Gastos de custeio e investimento do Executivo sobem para R$ 96 bi no ano

31 de julho de 2007 | 22h13

O governo oficializou nesta terça-feira, por meio de decreto do presidente Luiz Inácio Lula da Silva,o novo descontigenciamento das verbas orçamentárias. O decreto alocou R$ 5,74 bilhões em uma reserva financeira que só poderá ser usada com autorização dos ministros da Fazenda, Guido Mantega, e do Planejamento, Paulo Bernardo. Essas autorizações serão feitas por meio de portarias. Dos R$ 5,74 bilhões, o governo liberou mesmo apenas R$ 289 milhões. Com o novo descontingenciamento, os gastos de custeio e investimento do Executivo este ano subiram para R$ 96,3 bilhões, contra os R$ 89,3 bilhões previstos no primeiro decreto de programação orçamentária e financeira, de fevereiro último.

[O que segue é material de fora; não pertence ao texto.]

//! Observation model - raw weather readings written by the crawler

use serde::{Deserialize, Serialize};
use sqlx::{FromRow, PgPool};
use chrono::{DateTime, Utc};

/// One weather reading from a source or forecast collection.
///
/// `description` and `condition_type` are kept as raw strings; they are
/// validated against the trained categories when the feature vector is built.
#[derive(Debug, Clone, PartialEq, Serialize, Deserialize, FromRow)]
pub struct Observation {
    pub temperature: f64,
    pub humidity: f64,
    pub pressure: f64,
    pub wind_speed: f64,
    pub wind_direction: f64,
    pub rain: f64,
    pub cloudiness: f64,
    pub description: String,
    pub condition_type: String,
    pub timestamp: DateTime<Utc>,
}

impl Observation {
    /// Most recent observation of a collection
    pub async fn latest(pool: &PgPool, collection: &str) -> Result<Option<Self>, sqlx::Error> {
        sqlx::query_as::<_, Observation>(
            r#"
            SELECT temperature, humidity, pressure, wind_speed, wind_direction,
                   rain, cloudiness, description, condition_type, timestamp
            FROM observations
            WHERE collection = $1
            ORDER BY timestamp DESC
            LIMIT 1
            "#
        )
        .bind(collection)
        .fetch_optional(pool)
        .await
    }
}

Do total de R$ 96,3 bilhões, o governo mantém R$ 9,6 bilhões bloqueados na reserva financeira. Além desse limite de R$ 96,3 bilhões para o custeio e investimento, foram autorizados este ano, por meio de medidas provisórias, créditos extraordinários no valor de R$ 10,8 bilhões. Parte desses créditos - R$ 3,8 bilhões - refere-se ao Projeto Piloto de Investimentos (PPI), que pode ser descontada da meta de superávit primário do governo federal.